If a non-diverse defendant was joined solely to prevent removal of a case from state court, the joinder is fraudulent and will not destroy the court's subject matter jurisdiction. See Prempro, 591 F.3d at 620 ("Courts have long recognized fraudulent joinder as an exception to the complete diversity rule. Fraudulent joinder occurs when a plaintiff files a frivolous or illegitimate claim against a non-diverse defendant solely to prevent removal." (citations omitted)). However, if a plaintiff has a "colorable" claim against a non-diverse defendant, meaning a reasonable basis in fact and law supporting the claim, joinder is not fraudulent. Filla v. Norfolk Southern. Ry. Co., 336 F.3d 806, 810 (8th Cir. 2003) ("[I]f there is a 'colorable' cause of action—that is, if the state law might impose liability on the resident defendant under the facts alleged—then there is no fraudulent joinder." (emphasis in original)). The Eighth Circuit describes the fraudulent joinder standard as one of reasonableness. Id. ("A proper review should give paramount consideration to the reasonableness of the basis underlying the state claim."). "In making such a prediction, the district court should resolve all facts and ambiguities in the current controlling substantive law in the plaintiff's favor." Id. at 811.
As the party seeking to remove the case, PIIC bears the burden of establishing that the Court has subject matter jurisdiction over this case. Griffioen v. Cedar Rapids & Iowa City Ry. Co., 785 F.3d 1182, 1192 (8th Cir. 2015). Any doubt concerning whether the Court has jurisdiction "must be resolved in favor of remand." Cent. Iowa Power Co-op. v. Midwest Indep. Transmission Sys. Operator, Inc., 561 F.3d 904, 912 (8th Cir. 2009). III. ANALYSIS
In PIIC's motion to dismiss McCracken as a Defendant, PIIC argues that McCracken should be dismissed pursuant to Federal Rule of Civil Procedure 21 because she was fraudulently joined as a defendant. Because this is also PIIC's basis for opposing Plaintiff's motion to remand, the two motions are considered together.

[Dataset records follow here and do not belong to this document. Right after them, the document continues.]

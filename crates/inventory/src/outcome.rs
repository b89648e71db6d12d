use serde::{Deserialize, Serialize};

use shelfsync_core::ProductId;

/// A quantity write that was decided and persisted.
#[derive(Debug, Clone, PartialEq, Serialize, Deserialize)]
#[serde(rename_all = "camelCase")]
pub struct AppliedUpdate {
    pub product_id: ProductId,
    pub item_name: String,
    pub old_quantity: i64,
    pub new_quantity: i64,
    pub confidence: f64,
}

/// What an operator has to do with a conflict.
///
/// Single-variant today; kept as a type so the wire tag cannot drift.
#[derive(Debug, Clone, Copy, PartialEq, Eq, Serialize, Deserialize)]
#[serde(rename_all = "snake_case")]
pub enum ReviewAction {
    RequiresHumanReview,
}

/// An item that needs a human decision instead of an automatic write.
#[derive(Debug, Clone, PartialEq, Serialize, Deserialize)]
#[serde(rename_all = "camelCase")]
pub struct Conflict {
    pub item_name: String,
    #[serde(skip_serializing_if = "Option::is_none")]
    pub product_id: Option<ProductId>,
    pub reason: String,
    pub action: ReviewAction,
}

impl Conflict {
    pub fn new(item_name: impl Into<String>, product_id: Option<ProductId>, reason: impl Into<String>) -> Self {
        Self {
            item_name: item_name.into(),
            product_id,
            reason: reason.into(),
            action: ReviewAction::RequiresHumanReview,
        }
    }
}

/// An item that could not be processed (invalid input, failed lookup or write).
#[derive(Debug, Clone, PartialEq, Serialize, Deserialize)]
#[serde(rename_all = "camelCase")]
pub struct ItemError {
    #[serde(skip_serializing_if = "Option::is_none")]
    pub item_name: Option<String>,
    #[serde(skip_serializing_if = "Option::is_none")]
    pub product_id: Option<ProductId>,
    pub message: String,
}

impl ItemError {
    pub fn new(item_name: Option<String>, product_id: Option<ProductId>, message: impl Into<String>) -> Self {
        Self {
            item_name,
            product_id,
            message: message.into(),
        }
    }

    /// Label used in reports: item name, else product id, else a placeholder.
    pub fn label(&self) -> String {
        match (&self.item_name, &self.product_id) {
            (Some(name), _) => name.clone(),
            (None, Some(id)) => id.to_string(),
            (None, None) => "<unnamed item>".to_string(),
        }
    }
}

/// Final disposition of exactly one submitted detection.
#[derive(Debug, Clone, PartialEq)]
pub enum ItemOutcome {
    Applied(AppliedUpdate),
    Conflict(Conflict),
    Error(ItemError),
}

/// Aggregate result of one reconciliation run.
///
/// Built from one [`ItemOutcome`] per submitted detection, so the three buckets
/// always add up to the submission size. Each bucket keeps submission order.
#[derive(Debug, Clone, PartialEq, Default, Serialize, Deserialize)]
#[serde(rename_all = "camelCase")]
pub struct ReconciliationOutcome {
    applied: Vec<AppliedUpdate>,
    conflicts: Vec<Conflict>,
    errors: Vec<ItemError>,
    /// Expected products nobody detected (informational, not counted).
    #[serde(default)]
    missing_expected: Vec<String>,
    batch_confidence: f64,
}

impl ReconciliationOutcome {
    pub fn from_items(items: impl IntoIterator<Item = ItemOutcome>) -> Self {
        let mut outcome = Self {
            batch_confidence: 1.0,
            ..Self::default()
        };
        for item in items {
            match item {
                ItemOutcome::Applied(a) => outcome.applied.push(a),
                ItemOutcome::Conflict(c) => outcome.conflicts.push(c),
                ItemOutcome::Error(e) => outcome.errors.push(e),
            }
        }
        outcome
    }

    pub fn with_missing_expected(mut self, missing: Vec<String>) -> Self {
        self.missing_expected = missing;
        self
    }

    /// Set the mean confidence from the per-item effective confidences.
    ///
    /// An empty set leaves the batch confidence at 1.0 (nothing to doubt).
    pub fn with_confidences(mut self, confidences: &[f64]) -> Self {
        self.batch_confidence = if confidences.is_empty() {
            1.0
        } else {
            confidences.iter().sum::<f64>() / confidences.len() as f64
        };
        self
    }

    pub fn applied(&self) -> &[AppliedUpdate] {
        &self.applied
    }

    pub fn conflicts(&self) -> &[Conflict] {
        &self.conflicts
    }

    pub fn errors(&self) -> &[ItemError] {
        &self.errors
    }

    pub fn missing_expected(&self) -> &[String] {
        &self.missing_expected
    }

    pub fn batch_confidence(&self) -> f64 {
        self.batch_confidence
    }

    /// Number of detections accounted for across all three buckets.
    pub fn total(&self) -> usize {
        self.applied.len() + self.conflicts.len() + self.errors.len()
    }

    /// Whether a human has to look at this run.
    ///
    /// `floor` is chosen by the caller; any conflict forces review regardless.
    pub fn needs_human_review(&self, floor: f64) -> bool {
        !self.conflicts.is_empty() || self.batch_confidence < floor
    }
}
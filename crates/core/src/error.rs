//! Domain error model.

use thiserror::Error;

/// Result type used across the domain layer.
pub type DomainResult<T> = Result<T, DomainError>;

/// Domain-level error.
///
/// Keep this focused on deterministic failures (validation, bad identifiers).
/// Collaborator failures (catalog timeouts, sink outages) belong to the infra layer.
#[derive(Debug, Error, Clone, PartialEq, Eq)]
pub enum DomainError {
    /// A value failed validation (e.g. malformed detection).
    #[error("validation failed: {0}")]
    Validation(String),

    /// An identifier was invalid (e.g. parse failure).
    #[error("invalid identifier: {0}")]
    InvalidId(String),

}

impl DomainError {
    pub fn validation(msg: impl Into<String>) -> Self {
        Self::Validation(msg.into())
    }

    pub fn invalid_id(msg: impl Into<String>) -> Self {
        Self::InvalidId(msg.into())
    }
}
//! Process-wide logging setup shared by the shelfsync binaries.

/// Initialize tracing/logging.
///
/// Safe to call multiple times; subsequent calls are no-ops.
pub fn init() {
    tracing::init();
}

pub mod tracing;
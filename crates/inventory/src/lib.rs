//! Inventory reconciliation domain module.
//!
//! This crate contains the decision logic that turns shelf detections into
//! quantity updates or human-review items, implemented purely as deterministic
//! domain logic (no IO, no HTTP, no storage).

pub mod audit;
pub mod catalog;
pub mod matching;
pub mod outcome;
pub mod policy;

pub use audit::{summarize, AuditContext, AuditRecord};
pub use catalog::CatalogProduct;
pub use matching::{missing_expected, resolve, MatchPolicy, MatchedItem, MatchedProduct};
pub use outcome::{
    AppliedUpdate, Conflict, ItemError, ItemOutcome, ReconciliationOutcome, ReviewAction,
};
pub use policy::{relative_delta, Decision, DecisionPolicy, NOT_FOUND_REASON};
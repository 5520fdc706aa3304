//! Reference `PolicyGate` implementation: an in-memory, specificity-ordered
//! rule table resolving submit/cancel/view authorization, including the
//! `cancel_task:own` ownership scoping the scheduler core leaves to its
//! implementors.

pub mod error;
pub mod gate;
pub mod rule;

pub use error::{PolicyError, Result};
pub use gate::RuleBasedPolicyGate;
pub use rule::{Rule, Scope};
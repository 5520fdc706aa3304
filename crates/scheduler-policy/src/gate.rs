//! Reference [`PolicyGate`] implementation: an in-memory, specificity-ordered
//! rule table.
//!
//! Evaluation order mirrors the host codebase's permission engine — match by
//! specificity tier, most restrictive decision wins at a tie — with one
//! deliberate divergence: the host defaults an unmatched request to `Confirm`
//! (ask a human); there is no human in the loop here, so an unmatched request
//! defaults to deny. See DESIGN.md.

use std::sync::atomic::{AtomicU64, Ordering};
use std::sync::Arc;

use async_trait::async_trait;
use dashmap::DashMap;

use scheduler_kernel::{PolicyAction, PolicyGate, Principal, ResourceDescriptor};

use crate::error::{PolicyError, Result};
use crate::rule::{Rule, Scope};

/// Rule-table-backed `PolicyGate`. Cheaply cloneable; the table is shared via
/// `Arc` so clones observe each other's mutations.
#[derive(Clone)]
pub struct RuleBasedPolicyGate {
    rules: Arc<DashMap<u64, Rule>>,
    next_id: Arc<AtomicU64>,
}

impl Default for RuleBasedPolicyGate {
    fn default() -> Self {
        Self::new()
    }
}

impl RuleBasedPolicyGate {
    pub fn new() -> Self {
        Self {
            rules: Arc::new(DashMap::new()),
            next_id: Arc::new(AtomicU64::new(1)),
        }
    }

    /// Adds a rule and returns its id (for later `remove_rule`).
    pub fn add_rule(
        &self,
        role: impl Into<String>,
        action: PolicyAction,
        resource_pattern: impl Into<String>,
        scope: Scope,
        allow: bool,
    ) -> u64 {
        let id = self.next_id.fetch_add(1, Ordering::SeqCst);
        self.rules.insert(
            id,
            Rule {
                id,
                role: role.into(),
                action,
                resource_pattern: resource_pattern.into(),
                scope,
                allow,
            },
        );
        id
    }

    pub fn remove_rule(&self, id: u64) -> Result<()> {
        self.rules
            .remove(&id)
            .map(|_| ())
            .ok_or(PolicyError::RuleNotFound(id))
    }

    pub fn list_rules(&self) -> Vec<Rule> {
        self.rules.iter().map(|r| r.value().clone()).collect()
    }

    /// A gate seeded with the sensible defaults for a fresh scheduler: any
    /// authenticated role may submit and view, and may cancel its own tasks.
    /// Admin-role principals may cancel anything. Nothing else is granted.
    pub fn with_defaults() -> Self {
        let gate = Self::new();
        gate.add_rule("*", PolicyAction::Submit, "*", Scope::Any, true);
        gate.add_rule("*", PolicyAction::View, "*", Scope::Any, true);
        gate.add_rule("*", PolicyAction::Cancel, "*", Scope::Own, true);
        gate.add_rule("admin", PolicyAction::Cancel, "*", Scope::Any, true);
        gate
    }
}

#[async_trait]
impl PolicyGate for RuleBasedPolicyGate {
    async fn authorize(
        &self,
        principal: &Principal,
        action: PolicyAction,
        resource: ResourceDescriptor<'_>,
    ) -> bool {
        let matching: Vec<Rule> = self
            .rules
            .iter()
            .map(|r| r.value().clone())
            .filter(|r| r.matches(principal, action, resource))
            .collect();

        if matching.is_empty() {
            tracing::debug!(
                user_id = %principal.user_id,
                action = ?action,
                task_type = resource.task_type,
                "no matching policy rule, defaulting to deny"
            );
            return false;
        }

        let best_specificity = matching.iter().map(Rule::specificity).min().unwrap();
        // Most restrictive (deny) wins among rules tied for most specific.
        let decision = matching
            .iter()
            .filter(|r| r.specificity() == best_specificity)
            .any(|r| !r.allow)
            .then_some(false)
            .unwrap_or(true);

        tracing::debug!(
            user_id = %principal.user_id,
            action = ?action,
            task_type = resource.task_type,
            decision,
            matched_rules = matching.len(),
            "policy evaluated"
        );
        decision
    }
}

It is undisputed that Plaintiff Siddens and Defendant McCracken are both Missouri citizens, such that diversity jurisdiction does not exist unless McCracken has been fraudulently joined. PIIC argues fraudulent joinder exists here because the Release Contract between Shelter Insurance and Plaintiff operates as a general release of all claims against any party, including McCracken, and therefore Plaintiff has no basis in law for her wrongful death action against McCracken. Plaintiff argues that the Release Contract was not a general release; rather, it only released Plaintiff's uninsured motorist claims against Shelter Insurance, and therefore her wrongful death action against McCracken is proper and diversity jurisdiction does not exist.
PIIC also contends that because the Release Contract bars Plaintiff's claims against any party, it also bars Plaintiff's claims against PIIC, but states that it will assert this defense to its own liability in a dispositive motion.
State law controls the substantive issues in this diversity case. Under Missouri law, "[i]nterpretation of a release or settlement agreement is governed by the same principles applicable to any other contractual agreement, and the primary rule of construction is that the intention of the parties shall govern." Andes v. Albano, 853 S.W.2d 936, 941 (Mo. banc 1993). In making such an assessment,
[a]ny question regarding the scope and extent of the release is to be resolved according to what may fairly be said to have been within the contemplation of the parties at the time the release was given. This, in turn, is to be resolved in light of all the surrounding facts and circumstances under which the parties acted. However, language that is plain and unambiguous on its face will be given full effect within the context of the agreement as a whole unless the release is based on fraud, accident, misrepresentation, mistake, or unfair dealings.Id.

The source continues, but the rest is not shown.